第1話・ヒーローになれない男
少女の白い喉が震える。
守山を見上げる少女の瞳は、赤というよりマゼンタに近い色だった。
粗末なマントの下に着た白い衣服。薄汚れているが、繊細なレースがあしらわれた上等なドレスのように見える。
(……と。マズいマズい)
仮にも異性に対して無礼な視線を向けすぎだろう。守山は自分で自分にツッコミを入れつつ、ゴホンと咳払いをした。
こちらが気遣う一方で、少女の方は守山を食い入るように見つめている。
「……いつまで見てんだよ」
痺れを切らして問いを投げると、少女は金縛りから解けたようにハッとして唇を開いた。
「あなた、よく見ると……小さい」
「あぁん?」
少女が言い終わる前に思わず声を上げていた。少女は突然の凄みにビクッと身体を震わせたものの、しつこく視線を据えてくる。
まるで、「間違ったことは言ってない」とでも言いたげだった。
ヒクッと口元を引きつらせながら、守山は盛大に溜息を吐いた。
少女の前にしゃがみ込み、下から舐め上げるようにガンを飛ばす。
「小さいとか関係ねえの。大事なのは技術だ。もっと言うと見せ方だ。それが全然なってねえあんたに、どチビだの小人だのコロボックルだの言われる筋合いはねえの」
「……見せ方?」
勢いで口走った余計な例えに、少女は引っかからなかった。正直助かる。
会話の要点を的確に拾う――思ったよりも聡明らしい少女に、守山は認識を改める。
まっすぐ、真摯に向けられる瞳。守山は自身の心臓がドクドクと脈打つ音を聞きながら、正面から少女を見つめ返した。
「スーツアクターって知ってるか? お嬢さん」
「スーツ、アクター……?」
繰り返すニュアンスは、明らかに未知のものを発音する響きだった。
守山は一度天井を仰ぎ、崩れた屋根から覗く夜空を仰ぐ。
知らない世界のはずなのに、見上げる空は元の世界と変わらない顔をしていた。
(なんにもない場所に来ちまったんだなあ……)
名前も。
立場も。
夢も。
砂利の味がする口内で舌を擦る。
守山は、体感数時間前の過去を脳裏に思い浮かべて、口を開いた。
◇
ガラス張りの壁面が特徴的な、テレビ局の一室。
背後から差す強すぎる光の中に立ち、守山は順光側に座る一陣に相対していた。
「ナゴヤ・アクション・プライズ所属、守山一路です。よろしくお願いします!」
一陣の目は、守山の姿を一瞥して落胆の色に染まる。落胆ならまだよかったかも知れない――まったく興味を持たれていなかった。
守山の前に部屋を出て行った男性は、身長180センチを超えていたように思う。
来年スタートするヒーロー番組の主演俳優は、珍しく小柄だと聞いていた。だから、自分にもチャンスがある、と。抱いていた微かな希望は、一瞥で打ち砕かれた。

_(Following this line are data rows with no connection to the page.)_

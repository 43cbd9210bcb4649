//! Message boundary scanning.
//!
//! Locates messages in a byte stream: searches for the `GRIB` magic
//! (skipping any inter-message padding), reads the indicator section to
//! learn the edition and declared total length, then pulls the full
//! message and verifies the trailing `7777` marker.

use bytes::Bytes;
use grib_common::{GribError, GribResult};
use std::fs::File;
use std::io::{BufReader, Read};
use std::path::Path;
use tracing::debug;

const MAGIC: &[u8; 4] = b"GRIB";
const END_MARKER: &[u8; 4] = b"7777";

/// Minimum plausible total length: indicator plus end marker.
const MIN_LENGTH_EDITION2: u64 = 20;
const MIN_LENGTH_EDITION1: u64 = 12;

/// Stateful scanner yielding `(offset, message bytes)` pairs from a
/// reader, tracking absolute byte positions for index builds.
pub struct MessageScanner<R> {
    reader: R,
    position: u64,
}

impl<R: Read> MessageScanner<R> {
    pub fn new(reader: R) -> Self {
        Self {
            reader,
            position: 0,
        }
    }

    /// The next message and its byte offset in the stream, or `None` at
    /// a clean end of stream.
    pub fn next_message(&mut self) -> GribResult<Option<(u64, Bytes)>> {
        let start = match self.seek_magic()? {
            Some(offset) => offset,
            None => return Ok(None),
        };

        // The 4 magic bytes are already consumed; read the rest of the
        // 16-byte indicator section.
        let mut indicator = [0u8; 16];
        indicator[0..4].copy_from_slice(MAGIC);
        self.read_exact(&mut indicator[4..16])?;

        let edition = indicator[7];
        let total_length = match edition {
            1 => {
                let len = u32::from_be_bytes([0, indicator[4], indicator[5], indicator[6]]) as u64;
                if len < MIN_LENGTH_EDITION1 {
                    return Err(GribError::Malformed(format!(
                        "declared length {} too small for edition 1",
                        len
                    )));
                }
                len
            }
            2 => {
                let len = u64::from_be_bytes([
                    indicator[8],
                    indicator[9],
                    indicator[10],
                    indicator[11],
                    indicator[12],
                    indicator[13],
                    indicator[14],
                    indicator[15],
                ]);
                if len < MIN_LENGTH_EDITION2 {
                    return Err(GribError::Malformed(format!(
                        "declared length {} too small for edition 2",
                        len
                    )));
                }
                len
            }
            other => return Err(GribError::UnsupportedEdition(other)),
        };

        let mut message = vec![0u8; total_length as usize];
        message[0..16].copy_from_slice(&indicator);
        self.read_exact(&mut message[16..])?;

        if &message[message.len() - 4..] != END_MARKER {
            return Err(GribError::MissingEndMarker);
        }

        debug!(offset = start, length = total_length, edition, "Found message");
        Ok(Some((start, Bytes::from(message))))
    }

    /// Scan forward to the next `GRIB` magic. Returns the offset of the
    /// magic's first byte, or `None` at end of stream.
    fn seek_magic(&mut self) -> GribResult<Option<u64>> {
        let mut window = [0u8; 4];
        let mut filled = 0usize;

        loop {
            let mut byte = [0u8; 1];
            let n = self.reader.read(&mut byte)?;
            if n == 0 {
                return Ok(None);
            }
            self.position += 1;

            if filled < 4 {
                window[filled] = byte[0];
                filled += 1;
            } else {
                window.rotate_left(1);
                window[3] = byte[0];
            }

            if filled == 4 && &window == MAGIC {
                return Ok(Some(self.position - 4));
            }
        }
    }

    fn read_exact(&mut self, buf: &mut [u8]) -> GribResult<()> {
        self.reader.read_exact(buf).map_err(|e| {
            if e.kind() == std::io::ErrorKind::UnexpectedEof {
                GribError::PrematureEndOfFile
            } else {
                GribError::Io(e)
            }
        })?;
        self.position += buf.len() as u64;
        Ok(())
    }
}

/// Open a buffered scanner over a file, mapping a missing file to
/// `FileNotFound`.
pub fn open_scanner(path: &Path) -> GribResult<MessageScanner<BufReader<File>>> {
    let file = File::open(path).map_err(|e| {
        if e.kind() == std::io::ErrorKind::NotFound {
            GribError::FileNotFound(path.display().to_string())
        } else {
            GribError::Io(e)
        }
    })?;
    Ok(MessageScanner::new(BufReader::new(file)))
}

/// Read the next message from a reader, without offset tracking.
pub fn read_message<R: Read>(reader: &mut R) -> GribResult<Option<Bytes>> {
    let mut scanner = MessageScanner::new(reader);
    Ok(scanner.next_message()?.map(|(_, bytes)| bytes))
}

/// Count the messages in a file.
pub fn count_messages(path: &Path) -> GribResult<usize> {
    let mut scanner = open_scanner(path)?;
    let mut count = 0;
    while scanner.next_message()?.is_some() {
        count += 1;
    }
    Ok(count)
}

#[cfg(test)]
mod tests {
    use super::*;

    /// A structurally valid edition-2 message with empty section bodies.
    fn minimal_message() -> Vec<u8> {
        let mut msg = Vec::new();
        msg.extend_from_slice(b"GRIB");
        msg.extend_from_slice(&[0, 0]); // reserved
        msg.push(0); // discipline
        msg.push(2); // edition
        msg.extend_from_slice(&20u64.to_be_bytes());
        msg.extend_from_slice(b"7777");
        msg
    }

    #[test]
    fn test_single_message() {
        let data = minimal_message();
        let mut scanner = MessageScanner::new(data.as_slice());

        let (offset, msg) = scanner.next_message().unwrap().unwrap();
        assert_eq!(offset, 0);
        assert_eq!(msg.len(), 20);
        assert!(scanner.next_message().unwrap().is_none());
    }

    #[test]
    fn test_skips_leading_garbage() {
        let mut data = b"# some header line\n".to_vec();
        data.extend_from_slice(&minimal_message());

        let mut scanner = MessageScanner::new(data.as_slice());
        let (offset, _) = scanner.next_message().unwrap().unwrap();
        assert_eq!(offset, 19);
    }

    #[test]
    fn test_consecutive_messages_report_offsets() {
        let mut data = minimal_message();
        data.extend_from_slice(&minimal_message());

        let mut scanner = MessageScanner::new(data.as_slice());
        let (first, _) = scanner.next_message().unwrap().unwrap();
        let (second, _) = scanner.next_message().unwrap().unwrap();
        assert_eq!(first, 0);
        assert_eq!(second, 20);
    }

    #[test]
    fn test_truncated_message() {
        let mut data = minimal_message();
        data.truncate(18);

        let mut scanner = MessageScanner::new(data.as_slice());
        let err = scanner.next_message().unwrap_err();
        assert!(matches!(err, GribError::PrematureEndOfFile));
    }

    #[test]
    fn test_missing_end_marker() {
        let mut data = minimal_message();
        let n = data.len();
        data[n - 4..].copy_from_slice(b"XXXX");

        let mut scanner = MessageScanner::new(data.as_slice());
        let err = scanner.next_message().unwrap_err();
        assert!(matches!(err, GribError::MissingEndMarker));
    }

    #[test]
    fn test_unsupported_edition() {
        let mut data = minimal_message();
        data[7] = 3;

        let mut scanner = MessageScanner::new(data.as_slice());
        let err = scanner.next_message().unwrap_err();
        assert!(matches!(err, GribError::UnsupportedEdition(3)));
    }

    #[test]
    fn test_nonsense_length() {
        let mut data = minimal_message();
        data[8..16].copy_from_slice(&5u64.to_be_bytes());

        let mut scanner = MessageScanner::new(data.as_slice());
        let err = scanner.next_message().unwrap_err();
        assert!(matches!(err, GribError::Malformed(_)));
    }

    #[test]
    fn test_empty_stream() {
        let data: &[u8] = &[];
        let mut scanner = MessageScanner::new(data);
        assert!(scanner.next_message().unwrap().is_none());
    }
}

一連の演技を終えた後の自己アピールの時間。守山は胸を張り、主張した。
「俺のヤラレ、見てください!」
ヒーローになりたかった。小さい頃からの憧れだった。
幼少からアクションスクールに通い、殺陣も剣術も演技も、体操も武術もパルクールもやった。
高所訓練も、潜水資格だって取った。
とにかく、ヒーローになるために必要なことはなんでもやった。
誰もが憧れるヒーローの「見せかた」は誰より理解している。
必殺技が映える「ヤラレかた」だって、自分より上手くやれるやつはいない。
守山にないヒーローの条件は、ただひとつ――高い身長だけ。
やりきったあとで、息を呑む音を聞いた。汗の滴る髪を払い上げて顔を上げる。
「すごいね。でも――ヤラレはヒーローの本質じゃないでしょ」
「悪役でだって、小さい敵倒しても……ねえ?」
全員の目が言っているようだった――お前はヒーローになれない、と。
守山はフラフラと立ち上がり、覇気のない声で「ありがとうございました」と言って頭を下げた。